Nanowire electronics that can be shaped to fit any surface and attach to any material developed at Stanford

Electronic circuitry composed of nanowires can now be fitted to a surface of almost any shape on an object made of virtually any material, using a new approach to fabrication and transfer of nanowire electronics developed by Stanford researchers.

Stanford researchers have developed a new method of attaching nanowire electronics to the surface of virtually any object, regardless of its shape or what material it is made of. The method could be used in making everything from wearable electronics and flexible computer displays to high-efficiency solar cells and ultrasensitive biosensors.

Nanoletters – Fabrication of Nanowire Electronics on Nonconventional Substrates by Water-Assisted Transfer Printing Method

Photographs of the transferred microelectrode arrays to a range of (a) adhesive substrates such as carbon tape, Kapton tape, double sided tape, Post-it® notes, and (b) nonadhesive substrates such as PDMS and Al foil. (c) Representative SEM images of the transferred microelectrode arrays onto the diverse nonconventional substrates.

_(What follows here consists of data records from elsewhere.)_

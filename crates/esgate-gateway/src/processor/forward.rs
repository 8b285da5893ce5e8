//! Forwards the inbound request to a document backend and relays the body.
//!
//! The first forward in a chain also decides the response status and headers.

use async_trait::async_trait;
use esgate_kernel::pipeline::{
    BackendConnectorKind, Metadata, Payload, Processor, ProcessorContext, ProcessorError, keys,
};
use serde_json::json;
use tracing::warn;

/// Metadata key holding the seconds a labelled backend call took.
pub fn timing_key(label: &str) -> String {
    format!("timing.{label}")
}

/// Metadata key holding the error of a labelled backend call.
pub fn error_key(label: &str) -> String {
    format!("error.{label}")
}

pub struct BackendForwardProcessor {
    id: String,
    label: String,
    /// Target backend endpoint; `None` picks the first document backend.
    endpoint: Option<String>,
    /// Turn backend failures into an error payload instead of failing the request.
    tolerate_errors: bool,
}

impl BackendForwardProcessor {
    pub fn new(id: impl Into<String>) -> Self {
        let id = id.into();
        Self {
            label: id.clone(),
            id,
            endpoint: None,
            tolerate_errors: false,
        }
    }

    pub fn with_label(mut self, label: impl Into<String>) -> Self {
        self.label = label.into();
        self
    }

    pub fn with_endpoint(mut self, endpoint: impl Into<String>) -> Self {
        self.endpoint = Some(endpoint.into());
        self
    }

    pub fn tolerate_errors(mut self) -> Self {
        self.tolerate_errors = true;
        self
    }
}

#[async_trait]
impl Processor for BackendForwardProcessor {
    fn id(&self) -> &str {
        &self.id
    }

    fn supported_backend_kinds(&self) -> &[BackendConnectorKind] {
        &[BackendConnectorKind::Document]
    }

    async fn handle(
        &self,
        ctx: &ProcessorContext<'_>,
        metadata: &mut Metadata,
        inputs: Vec<Payload>,
    ) -> Result<Payload, ProcessorError> {
        let request = inputs
            .into_iter()
            .find_map(|p| match p {
                Payload::Request(req) => Some(req),
                _ => None,
            })
            .ok_or_else(|| ProcessorError::invalid_input(&self.id, "expected the inbound request"))?;

        let backend = ctx
            .document_backend(self.endpoint.as_deref())
            .ok_or_else(|| {
                ProcessorError::unsupported_backend(
                    &self.id,
                    match &self.endpoint {
                        Some(e) => format!("no document backend at '{e}'"),
                        None => "no document backend attached".to_string(),
                    },
                )
            })?;

        match backend
            .send(request.method, &request.path_and_query(), request.body.clone())
            .await
        {
            Ok(resp) => {
                metadata.set(timing_key(&self.label), &resp.elapsed.as_secs_f64());
                if !metadata.contains(keys::STATUS) {
                    metadata.set(keys::STATUS, &resp.status);
                }
                if !metadata.contains(keys::RESPONSE_HEADERS) {
                    metadata.set(keys::RESPONSE_HEADERS, &resp.relayed_headers());
                }
                Ok(Payload::Bytes(resp.body))
            }
            Err(e) if self.tolerate_errors => {
                warn!(request_id = %ctx.request_id, backend = %self.label, error = %e, "backend call failed");
                metadata.set(error_key(&self.label), &e.to_string());
                Ok(Payload::Json(json!({ "error": e.to_string() })))
            }
            Err(e) => Err(e.into()),
        }
    }
}

#[cfg(test)]
mod tests {
    use super::*;
    use esgate_kernel::pipeline::{
        BackendConnector, BackendError, BackendResponse, DocumentBackend, HttpMethod, Request,
    };
    use std::collections::HashMap;
    use std::sync::Arc;
    use std::time::Duration;

    struct EchoBackend {
        endpoint: String,
        fail: bool,
    }

    #[async_trait]
    impl DocumentBackend for EchoBackend {
        async fn send(
            &self,
            method: HttpMethod,
            path_and_query: &str,
            _body: Vec<u8>,
        ) -> Result<BackendResponse, BackendError> {
            if self.fail {
                return Err(BackendError::Network {
                    endpoint: self.endpoint.clone(),
                    message: "connection refused".into(),
                });
            }
            Ok(BackendResponse {
                status: 201,
                headers: HashMap::new(),
                body: format!("{} {} {}", self.endpoint, method.as_str(), path_and_query).into_bytes(),
                elapsed: Duration::from_millis(500),
            })
        }

        async fn index_document(
            &self,
            _index: &str,
            _document: &serde_json::Value,
        ) -> Result<(), BackendError> {
            Ok(())
        }
    }

    #[async_trait]
    impl BackendConnector for EchoBackend {
        fn kind(&self) -> BackendConnectorKind {
            BackendConnectorKind::Document
        }

        fn endpoint(&self) -> &str {
            &self.endpoint
        }

        async fn close(&self) {}

        fn as_document(&self) -> Option<&dyn DocumentBackend> {
            Some(self)
        }
    }

    fn backend(endpoint: &str, fail: bool) -> Arc<dyn BackendConnector> {
        Arc::new(EchoBackend {
            endpoint: endpoint.into(),
            fail,
        })
    }

    fn search() -> Vec<Payload> {
        vec![Payload::Request(Box::new(
            Request::new("r", HttpMethod::Post, "/logs/_search").with_query("size=0"),
        ))]
    }

    #[tokio::test]
    async fn forwards_to_selected_endpoint() {
        let backends = [backend("http://a", false), backend("http://b", false)];
        let ctx = ProcessorContext::new("r", &backends);
        let p = BackendForwardProcessor::new("to-b")
            .with_endpoint("http://b")
            .with_label("shadow");

        let mut md = Metadata::new();
        let out = p.handle(&ctx, &mut md, search()).await.unwrap();
        assert_eq!(out, Payload::text("http://b POST /logs/_search?size=0"));
        assert_eq!(md.get::<f64>(&timing_key("shadow")), Some(0.5));
        assert_eq!(md.get::<u16>(keys::STATUS), Some(201));
    }

    #[tokio::test]
    async fn missing_backend_is_a_request_time_error() {
        let ctx = ProcessorContext::new("r", &[]);
        let err = BackendForwardProcessor::new("fwd")
            .handle(&ctx, &mut Metadata::new(), search())
            .await
            .unwrap_err();
        assert!(matches!(err, ProcessorError::UnsupportedBackend { .. }));
    }

    #[tokio::test]
    async fn tolerant_forward_records_error() {
        let backends = [backend("http://down", true)];
        let ctx = ProcessorContext::new("r", &backends);
        let mut md = Metadata::new();

        let strict = BackendForwardProcessor::new("strict")
            .handle(&ctx, &mut md, search())
            .await
            .unwrap_err();
        assert_eq!(strict.status(), 502);

        let out = BackendForwardProcessor::new("lenient")
            .tolerate_errors()
            .handle(&ctx, &mut md, search())
            .await
            .unwrap();
        assert!(matches!(out, Payload::Json(_)));
        assert!(md.get::<String>(&error_key("lenient")).unwrap().contains("connection refused"));
    }
}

We report a simple, versatile, and wafer-scale water-assisted transfer printing method (WTP) that enables the transfer of nanowire devices onto diverse nonconventional substrates that were not easily accessible before, such as paper, plastics, tapes, glass, polydimethylsiloxane (PDMS), aluminum foil, and ultrathin polymer substrates. The WTP method relies on the phenomenon of water penetrating into the interface between Ni and SiO2. The transfer yield is nearly 100%, and the transferred devices, including NW resistors, diodes, and field effect transistors, maintain their original geometries and electronic properties with high fidelity.

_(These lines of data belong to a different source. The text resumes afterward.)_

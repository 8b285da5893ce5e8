//! Path routing.

mod path;
mod stats;

pub use path::{PathRoute, PathRouter, RouteMatch, WILDCARD_PARAM};
pub use stats::{PathCount, RouterStatistics, RouterStatisticsSnapshot};
//! Access-log middleware. Records every inbound request and never commits.

use async_trait::async_trait;
use esgate_kernel::pipeline::{Middleware, Request, ResponseWriter};
use tracing::info;

#[derive(Debug, Default)]
pub struct AccessLogMiddleware;

impl AccessLogMiddleware {
    pub fn new() -> Self {
        Self
    }
}

#[async_trait]
impl Middleware for AccessLogMiddleware {
    fn name(&self) -> &str {
        "access-log"
    }

    async fn handle(&self, req: &Request, _w: &mut ResponseWriter) {
        info!(
            request_id  = %req.id,
            method      = req.method.as_str(),
            path        = %req.path,
            query       = ?req.query,
            remote_addr = ?req.remote_addr,
            body_bytes  = req.body.len(),
            opaque_id   = ?req.header("x-opaque-id"),
            "inbound request"
        );
    }
}
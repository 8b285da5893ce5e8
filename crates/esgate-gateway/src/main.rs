//! esgate: entry point.
//!
//! Loads the gateway configuration and serves until Ctrl-C.
//!
//! # Environment variables
//!
//! | Variable | Default | Description |
//! |----------|---------|-------------|
//! | `ESGATE_CONFIG` | `esgate.toml` | Config file; TOML, YAML or JSON by extension. |
//! | `ESGATE_*` | *(none)* | Overrides of config keys, nested keys joined by `__`. |
//! | `RUST_LOG` | `esgate_gateway=info` | Log filter. |

use esgate_gateway::app;
use esgate_kernel::config::load_gateway_config;
use std::process::ExitCode;
use std::time::Duration;
use tracing::{error, info, warn};

#[tokio::main]
async fn main() -> ExitCode {
    esgate_gateway::init_tracing();

    let path = std::env::var("ESGATE_CONFIG").unwrap_or_else(|_| "esgate.toml".to_string());
    let config = match load_gateway_config(&path) {
        Ok(config) => config,
        Err(e) => {
            error!(path = %path, error = %e, "failed to load configuration");
            return ExitCode::FAILURE;
        }
    };
    if config.disable_auth {
        warn!("authentication is DISABLED. Do not use this configuration in production.");
    }

    let gateway = match app::assemble(&config) {
        Ok(gateway) => gateway,
        Err(e) => {
            error!(error = %e, "failed to build gateway");
            return ExitCode::FAILURE;
        }
    };

    if let Some(limiter) = gateway.rate_limiter.clone() {
        let period = Duration::from_secs(config.rate_limit.as_ref().map_or(60, |rl| rl.window_secs.max(1)));
        tokio::spawn(async move {
            let mut ticker = tokio::time::interval(period);
            loop {
                ticker.tick().await;
                limiter.cleanup();
            }
        });
    }

    if let Err(e) = gateway.start().await {
        error!(error = %e, "failed to start gateway");
        gateway.coordinator.stop(config.shutdown_timeout()).await;
        return ExitCode::FAILURE;
    }
    info!(listen = %config.listen, "esgate is serving");

    if let Err(e) = tokio::signal::ctrl_c().await {
        error!(error = %e, "failed to wait for Ctrl-C");
    }
    info!("shutting down");

    match gateway.stop(config.shutdown_timeout()).await {
        Ok(()) => ExitCode::SUCCESS,
        Err(e) => {
            warn!(error = %e, "shutdown finished with errors");
            ExitCode::FAILURE
        }
    }
}
//! Pipeline error types for `esgate-kernel`.
//!
//! [`PipelineError`] covers every structural failure detected while a runtime
//! is *built* (malformed routes, empty endpoints, conflicting connector
//! kinds). Such errors are fatal to startup.
//!
//! [`ProcessorError`] and [`BackendError`] are request-time failures; the
//! runtime turns them into an error response for the one request that
//! produced them.

use thiserror::Error;

/// Build-time structural error.
#[derive(Debug, Clone, Error, PartialEq, Eq)]
#[non_exhaustive]
pub enum PipelineError {
    /// A pipeline was added with an empty or whitespace-only name.
    #[error("pipeline name cannot be empty")]
    EmptyPipelineName,

    /// A frontend connector was declared without a listen address.
    #[error("frontend connector in pipeline '{0}' has an empty listen address")]
    EmptyEndpoint(String),

    /// A route pattern is syntactically invalid.
    #[error("route pattern '{0}' is invalid: {1}")]
    InvalidRoutePattern(String, String),

    /// Two declarations at one address disagree on the connector kind.
    #[error("listen address '{endpoint}' is declared as both {first} and {second}")]
    ConnectorKindConflict {
        endpoint: String,
        first: &'static str,
        second: &'static str,
    },

    /// A processor's `init` hook failed.
    #[error("processor '{0}' failed to initialise: {1}")]
    ProcessorInit(String, String),

    /// The builder was asked to build a runtime without any pipeline.
    #[error("runtime must contain at least one pipeline")]
    NoPipelines,
}

/// Backend transport failure.
#[derive(Debug, Clone, Error, PartialEq, Eq)]
#[non_exhaustive]
pub enum BackendError {
    #[error("backend '{endpoint}' is unreachable: {message}")]
    Network { endpoint: String, message: String },

    #[error("backend '{endpoint}' returned {status}: {message}")]
    Upstream {
        endpoint: String,
        status: u16,
        message: String,
    },

    #[error("backend '{endpoint}' returned an undecodable body: {message}")]
    Decode { endpoint: String, message: String },

    #[error("backend '{0}' is closed")]
    Closed(String),
}

/// Request-time processing failure.
#[derive(Debug, Error)]
#[non_exhaustive]
pub enum ProcessorError {
    /// The processor received input it cannot work with.
    #[error("processor '{processor}' received invalid input: {message}")]
    InvalidInput { processor: String, message: String },

    /// No backend of a kind the processor can talk to is attached.
    #[error("processor '{processor}' has no compatible backend: {message}")]
    UnsupportedBackend { processor: String, message: String },

    #[error(transparent)]
    Backend(#[from] BackendError),

    /// A handler failed before processors ran.
    #[error("handler failed: {0}")]
    Handler(String),

    /// A panic was caught at the dispatch boundary.
    #[error("request processing panicked: {0}")]
    Panicked(String),

    #[error("processor initialisation failed: {0}")]
    Init(String),
}

impl ProcessorError {
    pub fn invalid_input(processor: impl Into<String>, message: impl Into<String>) -> Self {
        Self::InvalidInput {
            processor: processor.into(),
            message: message.into(),
        }
    }

    pub fn unsupported_backend(processor: impl Into<String>, message: impl Into<String>) -> Self {
        Self::UnsupportedBackend {
            processor: processor.into(),
            message: message.into(),
        }
    }

    /// HTTP status that best represents this failure to a caller.
    pub fn status(&self) -> u16 {
        match self {
            ProcessorError::InvalidInput { .. } => 400,
            ProcessorError::Backend(BackendError::Upstream { status, .. }) if *status < 500 => {
                *status
            }
            ProcessorError::Backend(_) => 502,
            _ => 500,
        }
    }
}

Nanowire electronics are promising building blocks for virtually every digital electronic device used today, including computers, cameras and cell phones. The electronic circuitry is typically fabricated on a silicon chip. The circuitry adheres to the surface of the chip during fabrication and is extremely difficult to detach, so when the circuitry is incorporated into an electronic device, it remains attached to the chip. But silicon chips are rigid and brittle, limiting the possible uses of wearable and flexible nanowire electronics.

The key to the new method is coating the surface of the silicon wafer with a thin layer of nickel before fabricating the electronic circuitry. Nickel and silicon are both hydrophilic, or “water-loving,” meaning when they are exposed to water after fabrication of nanowire devices is finished, the water easily penetrates between the two materials, detaching the nickel and the overlying electronics from the silicon wafer.

“The detachment process can be done at room temperature in water and only takes a few seconds,” said Xiaolin Zheng, an assistant professor of mechanical engineering, who led the research group that developed the process. “The transfer process is almost 100 percent successful, meaning the devices can be transferred without sustaining any damage.”

After detachment, the silicon wafers are clean and ready to reuse, which should reduce manufacturing costs significantly.

After applying the nickel layer to the silicon chip, the researchers also laid down an ultrathin layer of a polymer to act as an insulator and provide mechanical support for the electronics.

The ultrathin polymer layer is also extremely flexible, which is what allows Zheng and her team to attach their nanowire electronics to a wide range of shapes and materials including paper, textiles, plastics, glass, aluminum foil, latex gloves – even a crumpled Coke can and a mashed plastic water bottle.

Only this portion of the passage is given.